56 soil samples from a warming experiment, 16,825 OTUs. No tree. Useful for testing on a larger, sparse table:

from pyloseq.datasets import load_soilrep_reference

ref = load_soilrep_reference()

pyloseq.datasets.load_soilrep_reference ¶

load_soilrep_reference() -> dict[str, Any]

Return the soilrep reference data.

R reference: data("soilrep"); phyloseq::soilrep

load_golden¶

Loads a pre-computed R output for a specific dataset and function. Used in tests to compare pyloseq results against R's reference values:

from pyloseq.datasets import load_golden

r_richness = load_golden("GlobalPatterns", "estimate_richness")

The function parameter corresponds to the R function name used in scripts/generate_golden.R. Pass **params matching the exact parameters used when the file was generated to compute the correct file path.

If the file does not exist, FileNotFoundError is raised with instructions for regenerating golden files. See the golden files developer guide for details.

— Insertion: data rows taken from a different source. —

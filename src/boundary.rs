//! Region boundaries loaded from GeoJSON.
//!
//! Boundaries must share the raster CRS (lon/lat for the CAMS frames); no
//! reprojection is performed.

use std::{fs, path::Path};

use geo::{BoundingRect, Coord, LineString, MultiPolygon, Polygon, Rect};
use serde::Deserialize;
use serde_json::Value;

use crate::error::{ReportError, Result};

#[derive(Debug, Clone)]
pub struct Region {
    pub id: String,
    pub name: String,
    pub geometry: MultiPolygon<f64>,
}

impl Region {
    pub fn envelope(&self) -> Option<Rect<f64>> {
        self.geometry.bounding_rect()
    }
}

/// All features of one boundary layer.
#[derive(Debug, Clone)]
pub struct BoundarySet {
    regions: Vec<Region>,
}

#[derive(Deserialize)]
struct FeatureCollection {
    features: Vec<Feature>,
}

#[derive(Deserialize)]
struct Feature {
    #[serde(default)]
    properties: Option<serde_json::Map<String, Value>>,
    geometry: Option<Geometry>,
}

#[derive(Deserialize)]
struct Geometry {
    #[serde(rename = "type")]
    kind: String,
    #[serde(default)]
    coordinates: Value,
}

impl BoundarySet {
    pub fn load(path: &Path, id_field: &str, name_field: &str) -> Result<Self> {
        let text = fs::read_to_string(path).map_err(|e| ReportError::io(path, e))?;
        Self::from_geojson(&text, id_field, name_field).map_err(|reason| {
            ReportError::InvalidBoundary {
                path: path.to_path_buf(),
                reason,
            }
        })
    }

    pub fn from_geojson(
        text: &str,
        id_field: &str,
        name_field: &str,
    ) -> std::result::Result<Self, String> {
        let collection: FeatureCollection =
            serde_json::from_str(text).map_err(|e| e.to_string())?;

        let mut regions = Vec::with_capacity(collection.features.len());
        for (index, feature) in collection.features.into_iter().enumerate() {
            let Some(geometry) = feature.geometry else {
                continue;
            };
            let geometry = to_multi_polygon(&geometry)
                .map_err(|reason| format!("feature {index}: {reason}"))?;

            let properties = feature.properties.unwrap_or_default();
            let id = property_string(&properties, id_field).unwrap_or_else(|| index.to_string());
            let name = property_string(&properties, name_field)
                .or_else(|| property_string(&properties, "region_name"))
                .unwrap_or_else(|| id.clone());

            regions.push(Region { id, name, geometry });
        }

        if regions.is_empty() {
            return Err("no polygon features".to_string());
        }

        Ok(BoundarySet { regions })
    }

    /// Resolves a region by id, then by case-insensitive name.
    pub fn find(&self, region: &str) -> Option<&Region> {
        let wanted = region.trim();
        self.regions
            .iter()
            .find(|r| r.id == wanted)
            .or_else(|| {
                self.regions
                    .iter()
                    .find(|r| r.name.eq_ignore_ascii_case(wanted))
            })
    }

    pub fn resolve(&self, region: &str) -> Result<&Region> {
        self.find(region).ok_or_else(|| ReportError::UnknownRegion {
            region: region.to_string(),
        })
    }

    pub fn regions(&self) -> &[Region] {
        &self.regions
    }

    /// Envelope of every feature in the layer.
    pub fn extent(&self) -> Option<Rect<f64>> {
        self.regions
            .iter()
            .filter_map(Region::envelope)
            .reduce(|a, b| {
                Rect::new(
                    Coord {
                        x: a.min().x.min(b.min().x),
                        y: a.min().y.min(b.min().y),
                    },
                    Coord {
                        x: a.max().x.max(b.max().x),
                        y: a.max().y.max(b.max().y),
                    },
                )
            })
    }
}

fn property_string(properties: &serde_json::Map<String, Value>, field: &str) -> Option<String> {
    match properties.get(field)? {
        Value::String(s) if !s.trim().is_empty() => Some(s.trim().to_string()),
        Value::Number(n) => Some(match n.as_i64() {
            Some(i) => i.to_string(),
            None => n.to_string(),
        }),
        _ => None,
    }
}

fn to_multi_polygon(geometry: &Geometry) -> std::result::Result<MultiPolygon<f64>, String> {
    match geometry.kind.as_str() {
        "Polygon" => Ok(MultiPolygon::new(vec![parse_polygon(&geometry.coordinates)?])),
        "MultiPolygon" => {
            let parts = geometry
                .coordinates
                .as_array()
                .ok_or("MultiPolygon coordinates must be an array")?;
            let polygons = parts
                .iter()
                .map(parse_polygon)
                .collect::<std::result::Result<Vec<_>, _>>()?;
            Ok(MultiPolygon::new(polygons))
        }
        other => Err(format!("unsupported geometry type `{other}`")),
    }
}

fn parse_polygon(value: &Value) -> std::result::Result<Polygon<f64>, String> {
    let rings = value.as_array().ok_or("polygon must be an array of rings")?;
    let mut rings = rings.iter().map(parse_ring);

    let exterior = rings.next().ok_or("polygon without exterior ring")??;
    let interiors = rings.collect::<std::result::Result<Vec<_>, _>>()?;

    Ok(Polygon::new(exterior, interiors))
}

fn parse_ring(value: &Value) -> std::result::Result<LineString<f64>, String> {
    let points = value.as_array().ok_or("ring must be an array of positions")?;
    let coords = points
        .iter()
        .map(|p| {
            let pos = p.as_array().filter(|pos| pos.len() >= 2);
            match pos.map(|pos| (pos[0].as_f64(), pos[1].as_f64())) {
                Some((Some(x), Some(y))) => Ok(Coord { x, y }),
                _ => Err(format!("invalid position {p}")),
            }
        })
        .collect::<std::result::Result<Vec<_>, _>>()?;

    if coords.len() < 3 {
        return Err("ring needs at least three positions".to_string());
    }

    Ok(LineString::new(coords))
}

// -- Tests -------------------------------------------------------------------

pyloseq.datasets.load_golden ¶

load_golden(
    dataset: str, function: str, **params: Any
) -> Any

Load a golden output file for an analysis function.

Parameters:

Name	Type	Description	Default
`dataset`	`str`	One of `"GlobalPatterns"`, `"enterotype"`, `"esophagus"`, `"soilrep"`.	required
`function`	`str`	Name of the R phyloseq function, e.g. `"estimate_richness"`.	required
`**params`	`Any`	Parameters passed to the function — used to compute the file path hash. Must match the params used when `generate_golden.R` was run.	`{}`

Returns:

Type	Description
`DataFrame`	The golden output, with the original rownames restored as the index.

Raises:

Type	Description
`FileNotFoundError`	If the golden file does not exist for the given dataset/function/params.